Mein erstes Werk habe ich auf der Schreibmaschine meines Vaters getippt, da muss ich sieben oder acht gewesen sein. Es war ungefähr drei Sätze lang. Dann folgte eine schöpferische Pause bis zur Pubertät, wo ich ganze Ringbücher mit unvollendeten Abenteuergeschichten gefüllt habe. Meinen ersten Roman habe ich mit Anfang Zwanzig abgeschlossen. Er liegt unveröffentlicht in der Schublade, wohin er auch gehört, aber danach war mir endgültig klar, dass das Schreiben einen wichtigen Platz in meinem Leben einnahm. Und ein paar Jahre später habe ich meinen Brotberuf an den Nagel gehängt und Literatur mit dem Berufsziel »Schriftstellerin« studiert.

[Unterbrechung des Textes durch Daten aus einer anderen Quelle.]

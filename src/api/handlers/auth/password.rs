//! Password reset and change flows.

use axum::{extract::Extension, http::HeaderMap, Json};
use chrono::{Duration, Utc};
use std::sync::Arc;
use tracing::error;

use crate::api::email;
use crate::auth::error::{invalid_credentials, AuthError};
use crate::auth::password::{hash_password, verify_password};
use crate::auth::state::AuthState;
use crate::auth::token::{generate_reset_token, hash_reset_token};
use crate::store::normalize_email;

use super::resolver;
use super::types::{
    MessageResponse, RequestPasswordResetRequest, ResetPasswordRequest, UpdatePasswordRequest,
};

const MIN_PASSWORD_LENGTH: usize = 8;

fn check_password_strength(password: &str) -> Result<(), AuthError> {
    if password.len() < MIN_PASSWORD_LENGTH {
        return Err(AuthError::BadRequest(format!(
            "Password must be at least {MIN_PASSWORD_LENGTH} characters"
        )));
    }
    Ok(())
}

#[utoipa::path(
    post,
    path = "/auth/request-password-reset",
    request_body = RequestPasswordResetRequest,
    responses(
        (status = 200, description = "Always succeeds, whether or not the email exists", body = MessageResponse),
    ),
    tag = "auth"
)]
pub async fn request_password_reset(
    Extension(state): Extension<Arc<AuthState>>,
    Json(request): Json<RequestPasswordResetRequest>,
) -> Result<Json<MessageResponse>, AuthError> {
    let email = normalize_email(&request.email);

    // The response never varies with account existence; delivery failures
    // are logged, not surfaced, for the same reason.
    if let Some(profile) = state
        .store()
        .find_by_email(&email)
        .await
        .map_err(AuthError::Internal)?
    {
        let token = generate_reset_token().map_err(AuthError::Internal)?;
        let expires = Utc::now() + Duration::seconds(state.config().reset_token_ttl_seconds());
        state
            .store()
            .set_reset_token(profile.id, &hash_reset_token(&token), expires)
            .await
            .map_err(AuthError::Internal)?;

        let message = email::reset_message(state.config().frontend_base_url(), &email, &token);
        if let Err(err) = state.email().send(&message) {
            error!("failed to deliver reset email: {err:#}");
        }
    }

    Ok(Json(MessageResponse {
        message: "If the email exists, a reset link has been sent".to_string(),
    }))
}

#[utoipa::path(
    post,
    path = "/auth/reset-password",
    request_body = ResetPasswordRequest,
    responses(
        (status = 200, description = "Password updated, token consumed", body = MessageResponse),
        (status = 400, description = "Unknown, consumed, or expired token"),
    ),
    tag = "auth"
)]
pub async fn reset_password(
    Extension(state): Extension<Arc<AuthState>>,
    Json(request): Json<ResetPasswordRequest>,
) -> Result<Json<MessageResponse>, AuthError> {
    check_password_strength(&request.password)?;

    let new_hash = hash_password(&request.password).map_err(AuthError::Internal)?;
    // Hash the new password and null the token in one conditional write; a
    // second consumer of the same token matches nothing and fails closed.
    let updated = state
        .store()
        .consume_reset_token(&hash_reset_token(&request.token), &new_hash, Utc::now())
        .await
        .map_err(AuthError::Internal)?;

    match updated {
        Some(_) => Ok(Json(MessageResponse {
            message: "Password updated".to_string(),
        })),
        None => Err(AuthError::InvalidOrExpiredToken),
    }
}

#[utoipa::path(
    post,
    path = "/auth/update-password",
    request_body = UpdatePasswordRequest,
    responses(
        (status = 200, description = "Password changed", body = MessageResponse),
        (status = 401, description = "Missing token or wrong current password"),
    ),
    security(("bearer" = [])),
    tag = "auth"
)]
pub async fn update_password(
    headers: HeaderMap,
    Extension(state): Extension<Arc<AuthState>>,
    Json(request): Json<UpdatePasswordRequest>,
) -> Result<Json<MessageResponse>, AuthError> {
    let principal = resolver::resolve(&headers, &state).await?;
    check_password_strength(&request.new_password)?;

    // Proof of the current password is required even with a valid token.
    let Some(current_hash) = principal.profile.password_hash.as_deref() else {
        return Err(invalid_credentials());
    };
    if !verify_password(&request.current_password, current_hash) {
        return Err(AuthError::InvalidCredentials(
            "Current password is incorrect".to_string(),
        ));
    }

    let new_hash = hash_password(&request.new_password).map_err(AuthError::Internal)?;
    state
        .store()
        .set_password_hash(principal.profile.id, &new_hash)
        .await
        .map_err(AuthError::Internal)?
        .ok_or(AuthError::Unauthorized)?;

    Ok(Json(MessageResponse {
        message: "Password changed".to_string(),
    }))
}
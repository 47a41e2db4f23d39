//! Idle-session countdown.
//!
//! One guard exists per authenticated session: armed on entering
//! `Authenticated`, re-armed by interaction events, and dropped the moment
//! the session ends so it can never fire against a stale state.

use std::future::Future;
use std::sync::Arc;
use std::time::Duration;
use tokio::sync::Notify;
use tokio::task::JoinHandle;
use tracing::debug;

/// Idle period after which the session is ended locally.
pub const DEFAULT_IDLE_TIMEOUT: Duration = Duration::from_secs(60 * 60);

pub struct InactivityGuard {
    touch: Arc<Notify>,
    task: JoinHandle<()>,
}

impl InactivityGuard {
    /// Start the countdown. `on_idle` runs once if the full timeout elapses
    /// with no `touch` in between.
    pub fn arm<F>(timeout: Duration, on_idle: F) -> Self
    where
        F: Future<Output = ()> + Send + 'static,
    {
        let touch = Arc::new(Notify::new());
        let notified = touch.clone();
        let mut on_idle = Some(on_idle);
        let task = tokio::spawn(async move {
            loop {
                tokio::select! {
                    () = tokio::time::sleep(timeout) => {
                        debug!("idle timeout reached");
                        if let Some(fire) = on_idle.take() {
                            fire.await;
                        }
                        break;
                    }
                    () = notified.notified() => {}
                }
            }
        });
        Self { touch, task }
    }

    /// Record interaction, restarting the countdown.
    pub fn touch(&self) {
        self.touch.notify_one();
    }
}

impl Drop for InactivityGuard {
    fn drop(&mut self) {
        self.task.abort();
    }
}
//! External identity provider boundary.
//!
//! The provider can independently authenticate a user and issue its own
//! opaque tokens. We only ever ask it one question: "whose token is this?".
//! Transport failures are reported as errors, distinct from a definitive
//! rejection, so the resolver can log them without treating the outage as a
//! caller with bad credentials.

use anyhow::{Context, Result};
use async_trait::async_trait;
use serde::Deserialize;
use std::time::Duration;

const PROVIDER_TIMEOUT: Duration = Duration::from_secs(10);

/// Identity attributes returned by the provider for a valid token.
#[derive(Clone, Debug)]
pub struct ExternalIdentity {
    pub email: String,
    pub full_name: Option<String>,
}

/// Definitive answer from the provider about a token.
#[derive(Debug)]
pub enum ProviderVerdict {
    Valid(ExternalIdentity),
    Rejected,
}

#[async_trait]
pub trait IdentityProvider: Send + Sync {
    /// Ask the provider to validate one of its own tokens.
    ///
    /// # Errors
    /// Returns an error only for transport/infrastructure failures; a token
    /// the provider refuses is `Ok(ProviderVerdict::Rejected)`.
    async fn validate_token(&self, token: &str) -> Result<ProviderVerdict>;
}

#[derive(Debug, Deserialize)]
struct ProviderUser {
    email: String,
    #[serde(default)]
    user_metadata: ProviderUserMetadata,
}

#[derive(Debug, Default, Deserialize)]
struct ProviderUserMetadata {
    full_name: Option<String>,
}

/// HTTP client against the managed identity provider's user-info endpoint.
pub struct HttpIdentityProvider {
    client: reqwest::Client,
    base_url: String,
    api_key: String,
}

impl HttpIdentityProvider {
    /// # Errors
    /// Returns an error if the underlying HTTP client cannot be built.
    pub fn new(base_url: &str, api_key: String) -> Result<Self> {
        let client = reqwest::Client::builder()
            .user_agent(crate::APP_USER_AGENT)
            .timeout(PROVIDER_TIMEOUT)
            .build()
            .context("failed to build identity provider client")?;
        Ok(Self {
            client,
            base_url: base_url.trim_end_matches('/').to_string(),
            api_key,
        })
    }
}

#[async_trait]
impl IdentityProvider for HttpIdentityProvider {
    async fn validate_token(&self, token: &str) -> Result<ProviderVerdict> {
        let response = self
            .client
            .get(format!("{}/auth/v1/user", self.base_url))
            .bearer_auth(token)
            .header("apikey", &self.api_key)
            .send()
            .await
            .context("identity provider request failed")?;

        let status = response.status();
        if status.is_client_error() {
            return Ok(ProviderVerdict::Rejected);
        }
        if !status.is_success() {
            anyhow::bail!("identity provider returned {status}");
        }

        let user: ProviderUser = response
            .json()
            .await
            .context("identity provider returned malformed user payload")?;
        Ok(ProviderVerdict::Valid(ExternalIdentity {
            email: user.email,
            full_name: user.user_metadata.full_name,
        }))
    }
}
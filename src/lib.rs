//! # Park Wise Authentication & Session Core
//!
//! Backend and headless client logic for establishing who a caller is, what
//! they are allowed to do, and how that determination survives token expiry,
//! dual credential formats, mandatory two-factor enforcement, and client-side
//! inactivity.
//!
//! ## Credential formats
//!
//! Two independent credential formats are accepted on every request: a
//! self-issued HMAC-signed bearer token, and an externally issued
//! identity-provider token validated over HTTP. The resolver tries them in
//! that order and auto-provisions a pending profile the first time an
//! external identity is seen.
//!
//! ## Account lifecycle
//!
//! Profiles carry a role (`user`/`admin`) and a status
//! (`pending`/`approved`/`rejected`); only approved accounts can sign in.
//! Super-admin powers (invite, delete) come from a configured email
//! allow-list, not from a stored role.
//!
//! ## Two-factor
//!
//! TOTP with ten single-use backup codes. Mandatory for `user`-role
//! accounts: disable is refused server-side for non-admins.

pub mod api;
pub mod auth;
pub mod cli;
pub mod client;
pub mod store;

#[allow(clippy::doc_markdown, clippy::needless_raw_string_hashes)]
pub mod built_info {
    include!(concat!(env!("OUT_DIR"), "/built.rs"));
}

pub const GIT_COMMIT_HASH: &str = match built_info::GIT_COMMIT_HASH {
    Some(hash) => hash,
    None => "unknown",
};

pub const APP_USER_AGENT: &str = concat!(env!("CARGO_PKG_NAME"), "/", env!("CARGO_PKG_VERSION"),);

#[cfg(test)]
mod tests {
    use super::*;

    #[test]
    fn test_git_commit_hash_format() {
        if GIT_COMMIT_HASH == "unknown" {
            // Acceptable in non-git build environments
            return;
        }
        assert!(
            GIT_COMMIT_HASH.chars().all(|c| c.is_ascii_hexdigit()),
            "GIT_COMMIT_HASH should be a hex string, got: {GIT_COMMIT_HASH}"
        );
        assert!(
            GIT_COMMIT_HASH.len() >= 7,
            "GIT_COMMIT_HASH should be at least 7 characters long, got: {GIT_COMMIT_HASH}"
        );
    }

    #[test]
    fn test_app_user_agent_format() {
        assert!(APP_USER_AGENT.starts_with(env!("CARGO_PKG_NAME")));
        assert!(APP_USER_AGENT.contains(env!("CARGO_PKG_VERSION")));
    }
}
//! Password hashing with Argon2id.

use anyhow::{anyhow, Result};
use argon2::{
    password_hash::SaltString, Argon2, PasswordHash, PasswordHasher, PasswordVerifier,
};
use rand::rngs::OsRng;

/// Hash a password for storage.
///
/// # Errors
/// Returns an error if Argon2id hashing fails.
pub fn hash_password(password: &str) -> Result<String> {
    let salt = SaltString::generate(&mut OsRng);
    Argon2::default()
        .hash_password(password.as_bytes(), &salt)
        .map(|hash| hash.to_string())
        .map_err(|_| anyhow!("failed to hash password"))
}

/// Compare a candidate against a stored hash. A malformed stored hash is
/// treated as a mismatch, not an error; login must fail closed.
#[must_use]
pub fn verify_password(password: &str, stored_hash: &str) -> bool {
    PasswordHash::new(stored_hash).is_ok_and(|parsed| {
        Argon2::default()
            .verify_password(password.as_bytes(), &parsed)
            .is_ok()
    })
}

Wie sieht Ihr Arbeitstag aus?
An Schreibtagen lese ich die letzten fünf Seiten vom Vortag. Wenn ich Glück habe, finde ich dabei die verwunschene Tür, die zurück in die Geschichte führt, und kann einfach weiterschreiben – maximal zehn Seiten am Tag. An anderen Tagen steht Recherche im Vordergrund, die hauptsächlich aus Lesen von Quellen und Fachliteratur besteht. In Zeiten von Social Media sind die Verfasser der historischen Fachbücher viel leichter zugänglich geworden, als es früher der Fall war, und viele sind sehr hilfsbereit, darum bestehen Recherchetage manchmal auch aus Korrespondenz mit ihnen – was oft urkomisch ist, weil englische Historiker eben englischen Humor besitzen.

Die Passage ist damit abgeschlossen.